Is it micro testing, R&D, basic analytical testing, stepping into a management role, engineering, finance, etc? Look at some of the current job postings to get a feel for what’s out there. Obtain a BS degree, intern like crazy while in school, reflect on your experiences, and start looking for a great first job that will allow you to use your knowledge to propel you into that dream job -Kimberly Donald (Food Safety Supplier Manager at Blue Apron).
- They can complete their Bachelors of Science and then take the online Food Science Certificate at Guelph. http://opened.uoguelph.ca/student-resources/Food-Science-Certificate
- In the past, I’ve come across people from with a biology major working in Food fermentation, a chemical/mechanical engineer work in Food Engineering. I’d suggest you identify the role you want to have in the food industry, and then work backwards from there! Biology and/or chemistry helps landing entry level jobs in most fermentation based food companies. Also, I would suggest edx.org, they have EXTREMELY good food courses with many different focuses(chemistry, nutrition, sustainability etc). This should help understand what you really like! I learnt almost everything there, that I learnt in grad school! Hope this helps (The only thing I would add here is the need to ensure industry accepts the credibility of a program. On the FoodGrads site will be suggest programs based on industry feedback and ones that are recognized as an alternate path for members not directly linked to a food science program. There are some 2-3 day courses for HACCP, food processing at GFTC-NSF that are recognized, so we don’t want students/grads wasting their time. There are many paths to the food industry and extra courses is definitely an option).
- You could consider the Food Science Program at Centennial College. They have a fast track option for people who already have completed a BSc. Plus if he/she really wants to break into the food industry, there is a fast track, co-op option at Centennial as well. I have lots of peers at Centennial who have prior learning and are taking advantage of the co-op opportunity the school is offering. Here is the link to the fast track/co-op program: http://www.centennialcollege.ca/programs-courses/full-time/food-science-technology-fast-track-coop/ Hope this helps!

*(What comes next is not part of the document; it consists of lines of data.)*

// ABOUTME: Validated domain types shared by the bastion layers.
// ABOUTME: Login names, dial targets and key fingerprints.

mod fingerprint;
mod login;

pub use fingerprint::{Fingerprint, FingerprintError};
pub use login::{DELIMITER, Login, LoginError, Target};
// ABOUTME: SSH client playing the caller that connects through the bastion.
// ABOUTME: Public key login plus helpers to wait for specific channel messages.

use russh::client::{self, Handle, Msg};
use russh::keys::ssh_key::rand_core::OsRng;
use russh::keys::ssh_key::PublicKey;
use russh::keys::{Algorithm, PrivateKey, PrivateKeyWithHashAlg};
use russh::{Channel, ChannelMsg, Disconnect};
use jumpgate::types::Fingerprint;
use std::net::SocketAddr;
use std::sync::Arc;
use std::time::Duration;

pub const WAIT: Duration = Duration::from_secs(10);

pub struct CallerHandler;

impl client::Handler for CallerHandler {
    type Error = russh::Error;

    async fn check_server_key(&mut self, _key: &PublicKey) -> Result<bool, Self::Error> {
        Ok(true)
    }
}

pub struct CallerKey {
    key: Arc<PrivateKey>,
}

impl CallerKey {
    pub fn generate() -> Self {
        let key = PrivateKey::random(&mut OsRng, Algorithm::Ed25519).unwrap();
        Self { key: Arc::new(key) }
    }

    pub fn fingerprint(&self) -> Fingerprint {
        Fingerprint::of(self.key.public_key())
    }
}

/// Connect to the bastion and log in as `username` with `key`.
///
/// Returns the handle and whether public key authentication succeeded.
pub async fn connect(
    bastion: SocketAddr,
    username: &str,
    key: &CallerKey,
) -> Result<(Handle<CallerHandler>, bool), russh::Error> {
    let config = Arc::new(client::Config::default());
    let mut handle = client::connect(config, bastion, CallerHandler).await?;
    let auth = handle
        .authenticate_publickey(
            username,
            PrivateKeyWithHashAlg::new(Arc::clone(&key.key), None),
        )
        .await?;
    Ok((handle, auth.success()))
}

/// Log in and panic unless it works.
pub async fn login(bastion: SocketAddr, username: &str, key: &CallerKey) -> Handle<CallerHandler> {
    let (handle, success) = connect(bastion, username, key)
        .await
        .expect("connecting to the bastion should succeed");
    assert!(success, "public key login should succeed");
    handle
}

pub async fn disconnect(handle: Handle<CallerHandler>) {
    let _ = handle
        .disconnect(Disconnect::ByApplication, "", "en")
        .await;
}

/// Skip messages until one matches, returning it.
pub async fn wait_for<F>(channel: &mut Channel<Msg>, mut matches: F) -> ChannelMsg
where
    F: FnMut(&ChannelMsg) -> bool,
{
    tokio::time::timeout(WAIT, async {
        loop {
            match channel.wait().await {
                Some(msg) if matches(&msg) => return msg,
                Some(_) => continue,
                None => panic!("channel ended before the expected message"),
            }
        }
    })
    .await
    .expect("expected channel message should arrive in time")
}

/// Collect `Data` payloads until `len` bytes arrived.
pub async fn read_data(channel: &mut Channel<Msg>, len: usize) -> Vec<u8> {
    let mut received = Vec::new();
    while received.len() < len {
        if let ChannelMsg::Data { data } =
            wait_for(channel, |msg| matches!(msg, ChannelMsg::Data { .. })).await
        {
            received.extend_from_slice(&data);
        }
    }
    received
}

/// Poll `condition` until it holds or the wait budget runs out.
pub async fn eventually<F>(mut condition: F) -> bool
where
    F: FnMut() -> bool,
{
    let deadline = tokio::time::Instant::now() + WAIT;
    while tokio::time::Instant::now() < deadline {
        if condition() {
            return true;
        }
        tokio::time::sleep(Duration::from_millis(20)).await;
    }
    condition()
}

More feedback direct from Industry….
- I started in the food industry as a chemical engineer with no food background. Did a lot of self study and was able to succeed among food scientists. Eventually did get a masters in Food science, as long as she/he is willing to self study anything is achievable.
- I have a BS in Pre-Med Biology Program and have used my chemistry and microbiology skills the most within the food quality industry. I would also recommend checking out ASQ. They have a lot of certifications that help gain skills that are of value to many companies.
I think Durham college has a fast track food science program. I’ve heard great things about it. As a UofG Food Science major, I would recommend micro courses. We also did ‘Food Engineering’, but maybe there is something… Robyn Maloney (Quality Assurance at Sofina Foods Inc).
- You can take a look at online courses at Michigan State. http://www.online.foodsafety.msu.edu/
- I have a chemistry degree and work in the food industry. I have performed lab jobs, QC jobs, product development jobs, and helped in customer service with technical cases. There are many avenues into the food industry.
- You can get training certificates for HACCP SQF PCQI from certifying body training seminars such as SAI GLOBAL – these certifications combined with your science based degree will give you an edge with companies hiring food grads.
- Biochemical testing companies offer a great opportunity to explore the world of Food Science! Stay tuned…
- I started in the food industry as a chemical engineer with no food background. Did a lot of self study and was able to succeed among food scientists. Eventually I did get a Masters in Food science.